Anyway — Ibanez made $5.5m this year. If he heads to arbitration, he and the team get to face off for a one-year deal where they both make arguments about why he deserves $5m or $20m, and he walks off with one under contract for one of those offers. Unfortunately for the M’s, defense won’t make much of a difference in that hearing. So pick a number… say he comes out with $7m.
He can do better on the open market. Ibanez is 37, yes, but from 06 through now, he’s hitting .286/.351/.486. This year he’s at .284/.350/.472. Plus, he’s got a sterling reputation as a good clubhouse guy, a media-friendly face who always gives the post-game cliche.
Jose Guillen was younger, but got 3y/$36m for less.

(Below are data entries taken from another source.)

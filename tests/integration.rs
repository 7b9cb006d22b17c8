//! Integration tests against real system binaries and tools.
//!
//! Tests needing `ldd` or `readelf` return early when the tool is absent.

mod helpers;

use helpers::{have_tool, TestEnv};
use solib_vendor::{
    Binary, Introspector, Ldd, LinkTarget, Readelf, ResolveError, Resolver, ResolverOptions,
};
use std::fs;
use std::path::Path;
use std::process::Command;

#[test]
fn test_ldd_reports_libc_of_real_binary() {
    if !have_tool("ldd") {
        return;
    }
    // /bin/sh exists on all Linux systems and is dynamically linked
    let libs = Ldd.linked_libraries(Path::new("/bin/sh")).unwrap();
    assert!(
        libs.iter()
            .any(|l| l.name.contains("libc") && matches!(l.target, LinkTarget::Loaded(_))),
        "Expected a loaded libc for /bin/sh, got: {:?}",
        libs
    );
}

#[test]
fn test_readelf_reports_libc_of_real_binary() {
    if !have_tool("readelf") {
        return;
    }
    let libs = Readelf::default()
        .linked_libraries(Path::new("/bin/sh"))
        .unwrap();
    assert!(
        libs.iter().any(|l| l.name.contains("libc")),
        "Expected libc dependency in /bin/sh, got: {:?}",
        libs
    );
}

#[test]
fn test_readelf_without_default_dirs_reports_missing() {
    if !have_tool("readelf") {
        return;
    }
    let libs = Readelf::with_default_dirs(Vec::new())
        .linked_libraries(Path::new("/bin/sh"))
        .unwrap();
    assert!(
        libs.iter()
            .any(|l| l.name.contains("libc") && l.target == LinkTarget::Missing),
        "Expected libc to be unresolvable without search dirs, got: {:?}",
        libs
    );
}

#[test]
fn test_ldd_failure_is_introspection_error() {
    if !have_tool("ldd") {
        return;
    }
    let err = Ldd
        .linked_libraries(Path::new("/nonexistent/path/to/binary"))
        .unwrap_err();
    assert!(matches!(err, ResolveError::IntrospectionFailed { .. }));
}

#[test]
fn test_readelf_rejects_non_elf_binary() {
    if !have_tool("readelf") {
        return;
    }
    let env = TestEnv::new();
    // The mock binary is a shell script
    let err = Readelf::default()
        .linked_libraries(&env.bin_dir.join("app"))
        .unwrap_err();
    assert!(matches!(err, ResolveError::IntrospectionFailed { .. }));
}

#[test]
fn test_system_binary_needs_nothing_vendored() {
    if !have_tool("ldd") {
        return;
    }
    let env = TestEnv::new();
    let sh = env.bin_dir.join("sh");
    fs::copy("/bin/sh", &sh).unwrap();

    let binary = Binary::open(&sh).unwrap();
    let resolver = Resolver::new(Ldd, ResolverOptions::default());
    let resolution = resolver.resolve(&binary).unwrap();

    assert!(resolution.is_complete());
    assert!(resolution.imported.is_empty());
    assert_eq!(fs::read_dir(&env.bin_dir).unwrap().count(), 2);
}

#[test]
fn test_cli_missing_binary_exits_with_error() {
    let output = Command::new(env!("CARGO_BIN_EXE_solib-vendor"))
        .args(["/nonexistent/path/to/binary", ""])
        .output()
        .unwrap();

    assert_eq!(output.status.code(), Some(1));
    let stderr = String::from_utf8_lossy(&output.stderr);
    assert!(
        stderr.contains("does not exist"),
        "Expected 'does not exist' on stderr, got: {}",
        stderr
    );
}

#[test]
fn test_cli_system_binary_succeeds() {
    if !have_tool("ldd") {
        return;
    }
    let env = TestEnv::new();
    let sh = env.bin_dir.join("sh");
    fs::copy("/bin/sh", &sh).unwrap();

    let output = Command::new(env!("CARGO_BIN_EXE_solib-vendor"))
        .arg(&sh)
        .arg("")
        .output()
        .unwrap();

    assert_eq!(output.status.code(), Some(0));
    assert!(output.stdout.is_empty());
}
mod cameras;
mod config;
mod constants;
mod controller;
mod focus_command;
mod frame_limiter;
mod input;
mod lights;
mod orbit;
mod picking;
mod transition;

use bevy::prelude::*;

use cameras::CamerasPlugin;
use config::CameraConfigPlugin;
use focus_command::FocusCommandPlugin;
use input::CameraInputPlugin;
use lights::SunLightPlugin;
use picking::PickingPlugin;

pub use picking::ObjectPicked;
pub use picking::Selectable;

pub struct CameraPlugin;

impl Plugin for CameraPlugin {
    fn build(&self, app: &mut App) {
        app.add_plugins(CameraConfigPlugin)
            .add_plugins(SunLightPlugin)
            .add_plugins(CamerasPlugin)
            .add_plugins(CameraInputPlugin)
            .add_plugins(PickingPlugin)
            .add_plugins(FocusCommandPlugin);
    }
}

Or go back to 2006 — Frank Thomas got a 2y, $18m deal at 40. Or Aubrey Huff, who got a 3y, $20m deal in Houston. Carlos Lee got $100m! Heck, Luis Gonzalez was 40 and got $7m, Moises Alou was 42 and got $8.5m…. anyway. The outfielder shuffle this off-season could be ridiculous, and Ibanez could easily benefit hugely.
Ibanez will know that he’ll almost certainly get a better one-year offer on the open market than he could win in arbitration. But even if he couldn’t, what Ibanez is really going to want is a multi-year deal, and he might well get one. And as a free agent, he gets his pick of situations. If he wants out of Seattle’s losing, or if he’d prefer a more agreeable travel schedule, he can control that.
To accept arbitration, Ibanez has to decide that he’s willing to stick around for another year at all. And then he has to decide that any value he places on liking Seattle plus his agents’ best guess at what they can come out of arbitration is worth more than making more money and being able to pick his situation in free agency. And, further, he has to weigh the chances that the M’s, having taken him through arbitration, will cut him anyway, leaving him without team at some point in the off-season anyway (significantly richer, presumably), but with his options possibly quite reduced.
I’d put the odds seriously against it.
What if he accepts, the M’s lose arbitration, and they’re stuck with Ibanez for a year at, say, ten million (just a number)? They can either play him at DH, which wouldn’t be so bad, or release him and eat a chunk of the arbitration-awarded contract. Either way, that’s not such a terrible outcome.
If a team could pay that release number for a 50% chance at two good draft picks, the smart ones would all take it. At the actual chance Raul declines, almost every team would bet that money.
Take him to the end of the season, offer him arbitration, see what happens. It’s the right move.